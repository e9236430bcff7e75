//! Bounded pool of control connections
//!
//! Hands out idle connections for reuse, creates new ones up to a cap, and
//! queues callers FIFO when the cap is reached. Released connections are
//! handed directly to the oldest waiter (never transiting the idle pool, so
//! fairness holds), and excess idle capacity left over from load spikes is
//! drained back down.

use std::collections::VecDeque;
use std::sync::Arc;

use tokio::sync::{oneshot, Mutex};
use tracing::debug;

use crate::error::{Result, SpriteError};
use crate::mux::{ControlConnection, ControlEndpoint};

/// Pool sizing knobs
#[derive(Debug, Clone, Copy)]
pub struct PoolConfig {
    /// Hard cap on concurrently open control connections
    pub max_size: usize,
    /// Roster size above which idle connections are drained
    pub drain_threshold: usize,
    /// Roster size the drain shrinks down to
    pub drain_target: usize,
}

impl Default for PoolConfig {
    fn default() -> Self {
        Self {
            max_size: 100,
            drain_threshold: 20,
            drain_target: 10,
        }
    }
}

/// A waiter receives either a connection handed off directly (still marked
/// active) or `None`, meaning capacity freed up and it should retry.
type Waiter = oneshot::Sender<Option<Arc<ControlConnection>>>;

struct PoolInner {
    roster: Vec<Arc<ControlConnection>>,
    /// Dials in flight; counted against `max_size` but not yet in the roster
    reserved: usize,
    waiters: VecDeque<Waiter>,
    closed: bool,
}

impl PoolInner {
    /// Tell the oldest live waiter that a roster slot freed up
    fn wake_one(&mut self) {
        while let Some(waiter) = self.waiters.pop_front() {
            if waiter.send(None).is_ok() {
                return;
            }
        }
    }
}

/// Bounded, reusable set of control connections with fair waiter handling
pub struct ConnectionPool {
    endpoint: ControlEndpoint,
    config: PoolConfig,
    inner: Mutex<PoolInner>,
}

impl ConnectionPool {
    /// Create an empty pool dialing the given endpoint
    pub fn new(endpoint: ControlEndpoint, config: PoolConfig) -> Self {
        Self {
            endpoint,
            config,
            inner: Mutex::new(PoolInner {
                roster: Vec::new(),
                reserved: 0,
                waiters: VecDeque::new(),
                closed: false,
            }),
        }
    }

    /// Check out a connection, exclusively owned until released
    ///
    /// Reuses an idle connection when one exists, otherwise connects a new
    /// one while the roster is below `max_size`. At capacity the caller is
    /// queued FIFO and suspends until a `release` hands it a connection or
    /// the pool closes. There is no acquire-side timeout: a saturated pool
    /// that never frees a slot blocks callers indefinitely.
    pub async fn acquire(&self) -> Result<Arc<ControlConnection>> {
        loop {
            // Roster mutation happens only in this synchronous section; the
            // dial itself runs with the lock released so other pool calls
            // stay responsive behind a slow endpoint.
            let rx = {
                let mut inner = self.inner.lock().await;
                if inner.closed {
                    return Err(SpriteError::PoolClosed);
                }
                inner.roster.retain(|conn| !conn.is_closed());

                if let Some(conn) = inner.roster.iter().find(|conn| conn.is_idle()).cloned() {
                    conn.set_active(true);
                    return Ok(conn);
                }

                if inner.roster.len() + inner.reserved < self.config.max_size {
                    inner.reserved += 1;
                    None
                } else {
                    let (tx, rx) = oneshot::channel();
                    inner.waiters.push_back(tx);
                    Some(rx)
                }
            };

            let Some(rx) = rx else {
                return self.dial_reserved().await;
            };
            match rx.await {
                Ok(Some(conn)) => return Ok(conn),
                // Capacity freed without a connection to hand over; retry
                Ok(None) => continue,
                Err(_) => return Err(SpriteError::PoolClosed),
            }
        }
    }

    /// Dial a new connection for a slot reserved under the lock
    async fn dial_reserved(&self) -> Result<Arc<ControlConnection>> {
        let conn = Arc::new(ControlConnection::new(self.endpoint.clone()));
        let result = conn.connect().await;

        let mut inner = self.inner.lock().await;
        inner.reserved -= 1;
        match result {
            Ok(()) => {
                if inner.closed {
                    conn.close();
                    return Err(SpriteError::PoolClosed);
                }
                conn.set_active(true);
                inner.roster.push(conn.clone());
                debug!(roster = inner.roster.len(), "opened pooled control connection");
                Ok(conn)
            }
            Err(e) => {
                // The reservation freed a slot a queued caller can take
                inner.wake_one();
                Err(e)
            }
        }
    }

    /// Return a connection to the pool
    ///
    /// Queued waiters are served oldest-first, receiving the connection
    /// directly so it never appears idle between handoffs. With no waiters,
    /// the idle roster is drained if it outgrew the configured threshold.
    pub async fn release(&self, conn: &Arc<ControlConnection>) {
        let mut inner = self.inner.lock().await;
        conn.set_active(false);
        conn.clear_op();

        if conn.is_closed() {
            inner.roster.retain(|c| !Arc::ptr_eq(c, conn));
            // The dead connection's slot is free; the oldest waiter can
            // dial a replacement.
            inner.wake_one();
        } else {
            while let Some(waiter) = inner.waiters.pop_front() {
                conn.set_active(true);
                match waiter.send(Some(conn.clone())) {
                    Ok(()) => return,
                    // Waiter went away; try the next one
                    Err(_) => conn.set_active(false),
                }
            }
        }

        self.drain_idle(&mut inner);
    }

    /// Close idle connections until the roster shrinks to the drain target
    fn drain_idle(&self, inner: &mut PoolInner) {
        if !inner.waiters.is_empty() {
            return;
        }
        let mut roster = std::mem::take(&mut inner.roster);
        roster.retain(|conn| !conn.is_closed());
        if roster.len() <= self.config.drain_threshold {
            inner.roster = roster;
            return;
        }

        let mut remaining = roster.len();
        let mut kept = Vec::with_capacity(roster.len());
        for conn in roster {
            if remaining > self.config.drain_target && conn.is_idle() {
                conn.close();
                remaining -= 1;
            } else {
                kept.push(conn);
            }
        }
        debug!(kept = kept.len(), "drained idle control connections");
        inner.roster = kept;
    }

    /// Close every connection and reject all queued waiters
    ///
    /// Subsequent `acquire` calls fail immediately with `PoolClosed`.
    pub async fn close(&self) {
        let mut inner = self.inner.lock().await;
        if inner.closed {
            return;
        }
        inner.closed = true;
        // Dropping the senders rejects the waiters with PoolClosed
        inner.waiters.clear();
        for conn in inner.roster.drain(..) {
            conn.close();
        }
    }

    /// Current roster size
    pub async fn size(&self) -> usize {
        self.inner.lock().await.roster.len()
    }
}

#[cfg(test)]
mod tests {
    use super::*;
    use futures_util::StreamExt;
    use std::time::Duration;
    use tokio::net::TcpListener;
    use tokio_tungstenite::accept_async;
    use url::Url;

    /// Server that accepts any number of connections and holds them open
    async fn accepting_endpoint() -> ControlEndpoint {
        let listener = TcpListener::bind("127.0.0.1:0").await.unwrap();
        let addr = listener.local_addr().unwrap();
        tokio::spawn(async move {
            loop {
                let Ok((stream, _)) = listener.accept().await else {
                    break;
                };
                tokio::spawn(async move {
                    if let Ok(mut ws) = accept_async(stream).await {
                        while let Some(Ok(_)) = ws.next().await {}
                    }
                });
            }
        });
        ControlEndpoint {
            url: Url::parse(&format!("ws://{addr}/control")).unwrap(),
            token: None,
        }
    }

    #[tokio::test]
    async fn test_acquire_reuses_idle_connection() {
        let pool = ConnectionPool::new(accepting_endpoint().await, PoolConfig::default());

        let first = pool.acquire().await.unwrap();
        pool.release(&first).await;
        let second = pool.acquire().await.unwrap();

        assert!(Arc::ptr_eq(&first, &second));
        assert_eq!(pool.size().await, 1);
    }

    #[tokio::test]
    async fn test_roster_never_exceeds_max_size() {
        let config = PoolConfig {
            max_size: 3,
            ..Default::default()
        };
        let pool = Arc::new(ConnectionPool::new(accepting_endpoint().await, config));

        let mut handles = Vec::new();
        for _ in 0..30 {
            let pool = pool.clone();
            handles.push(tokio::spawn(async move {
                let conn = pool.acquire().await.unwrap();
                assert!(pool.size().await <= 3);
                tokio::time::sleep(Duration::from_millis(5)).await;
                pool.release(&conn).await;
            }));
        }
        for handle in handles {
            handle.await.unwrap();
        }
        assert!(pool.size().await <= 3);
    }

    #[tokio::test]
    async fn test_waiters_served_fifo() {
        let config = PoolConfig {
            max_size: 1,
            ..Default::default()
        };
        let pool = Arc::new(ConnectionPool::new(accepting_endpoint().await, config));
        let held = pool.acquire().await.unwrap();

        let (order_tx, mut order_rx) = tokio::sync::mpsc::unbounded_channel();
        for id in 1..=3 {
            let pool = pool.clone();
            let order_tx = order_tx.clone();
            tokio::spawn(async move {
                let conn = pool.acquire().await.unwrap();
                // Handed off directly, still marked active
                assert!(conn.is_active());
                order_tx.send(id).unwrap();
                tokio::time::sleep(Duration::from_millis(10)).await;
                pool.release(&conn).await;
            });
            // Make enqueue order deterministic
            tokio::time::sleep(Duration::from_millis(25)).await;
        }

        pool.release(&held).await;

        let mut order = Vec::new();
        for _ in 0..3 {
            order.push(order_rx.recv().await.unwrap());
        }
        assert_eq!(order, vec![1, 2, 3]);
    }

    #[tokio::test]
    async fn test_release_drains_oversized_idle_roster() {
        let config = PoolConfig {
            max_size: 100,
            drain_threshold: 20,
            drain_target: 10,
        };
        let pool = ConnectionPool::new(accepting_endpoint().await, config);

        // Build a roster of 25 connections, all checked out
        let mut conns = Vec::new();
        for _ in 0..25 {
            conns.push(pool.acquire().await.unwrap());
        }
        assert_eq!(pool.size().await, 25);

        // Park 24 of them idle without triggering drain evaluation
        for conn in &conns[..24] {
            conn.set_active(false);
        }

        // A single release now sees 25 idle connections and drains to target
        pool.release(&conns[24]).await;
        assert_eq!(pool.size().await, 10);
    }

    /// Server that accepts TCP connections but never answers the WebSocket
    /// handshake, so dials hang indefinitely
    async fn hanging_endpoint() -> ControlEndpoint {
        let listener = TcpListener::bind("127.0.0.1:0").await.unwrap();
        let addr = listener.local_addr().unwrap();
        tokio::spawn(async move {
            let mut held = Vec::new();
            while let Ok((stream, _)) = listener.accept().await {
                held.push(stream);
            }
        });
        ControlEndpoint {
            url: Url::parse(&format!("ws://{addr}/control")).unwrap(),
            token: None,
        }
    }

    #[tokio::test]
    async fn test_waiter_served_after_closed_connection_release() {
        let config = PoolConfig {
            max_size: 1,
            ..Default::default()
        };
        let pool = Arc::new(ConnectionPool::new(accepting_endpoint().await, config));
        let held = pool.acquire().await.unwrap();

        let waiter = {
            let pool = pool.clone();
            tokio::spawn(async move { pool.acquire().await })
        };
        tokio::time::sleep(Duration::from_millis(25)).await;

        // The held connection's transport dies before it is returned; its
        // release must still free the slot for the queued waiter.
        held.close();
        pool.release(&held).await;

        let conn = tokio::time::timeout(Duration::from_secs(1), waiter)
            .await
            .expect("waiter starved after closed connection was released")
            .unwrap()
            .unwrap();
        assert!(!conn.is_closed());
        assert_eq!(pool.size().await, 1);
    }

    #[tokio::test]
    async fn test_pool_stays_responsive_during_hanging_dial() {
        let pool = Arc::new(ConnectionPool::new(hanging_endpoint().await, PoolConfig::default()));

        let dialing = {
            let pool = pool.clone();
            tokio::spawn(async move { pool.acquire().await })
        };
        tokio::time::sleep(Duration::from_millis(50)).await;

        // The stuck dial must not hold the pool lock
        let size = tokio::time::timeout(Duration::from_millis(250), pool.size())
            .await
            .expect("pool blocked behind a hanging dial");
        assert_eq!(size, 0);

        tokio::time::timeout(Duration::from_millis(250), pool.close())
            .await
            .expect("close blocked behind a hanging dial");
        dialing.abort();
    }

    #[tokio::test]
    async fn test_close_rejects_waiters() {
        let config = PoolConfig {
            max_size: 1,
            ..Default::default()
        };
        let pool = Arc::new(ConnectionPool::new(accepting_endpoint().await, config));
        let _held = pool.acquire().await.unwrap();

        let waiter = {
            let pool = pool.clone();
            tokio::spawn(async move { pool.acquire().await })
        };
        tokio::time::sleep(Duration::from_millis(25)).await;

        pool.close().await;

        let result = waiter.await.unwrap();
        assert!(matches!(result, Err(SpriteError::PoolClosed)));
        assert!(matches!(pool.acquire().await, Err(SpriteError::PoolClosed)));
    }

    #[tokio::test]
    async fn test_closed_connection_leaves_roster_on_release() {
        let pool = ConnectionPool::new(accepting_endpoint().await, PoolConfig::default());
        let conn = pool.acquire().await.unwrap();
        conn.close();
        pool.release(&conn).await;
        assert_eq!(pool.size().await, 0);
    }
}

————————

Work task -
From the first line of the listing above through the line that contains "it should retry.", retype every line exactly, and write nothing else.

Task answer -
repository e9236430bcff7e75
//! Bounded pool of control connections
//!
//! Hands out idle connections for reuse, creates new ones up to a cap, and
//! queues callers FIFO when the cap is reached. Released connections are
//! handed directly to the oldest waiter (never transiting the idle pool, so
//! fairness holds), and excess idle capacity left over from load spikes is
//! drained back down.

use std::collections::VecDeque;
use std::sync::Arc;

use tokio::sync::{oneshot, Mutex};
use tracing::debug;

use crate::error::{Result, SpriteError};
use crate::mux::{ControlConnection, ControlEndpoint};

/// Pool sizing knobs
#[derive(Debug, Clone, Copy)]
pub struct PoolConfig {
    /// Hard cap on concurrently open control connections
    pub max_size: usize,
    /// Roster size above which idle connections are drained
    pub drain_threshold: usize,
    /// Roster size the drain shrinks down to
    pub drain_target: usize,
}

impl Default for PoolConfig {
    fn default() -> Self {
        Self {
            max_size: 100,
            drain_threshold: 20,
            drain_target: 10,
        }
    }
}

/// A waiter receives either a connection handed off directly (still marked
/// active) or `None`, meaning capacity freed up and it should retry.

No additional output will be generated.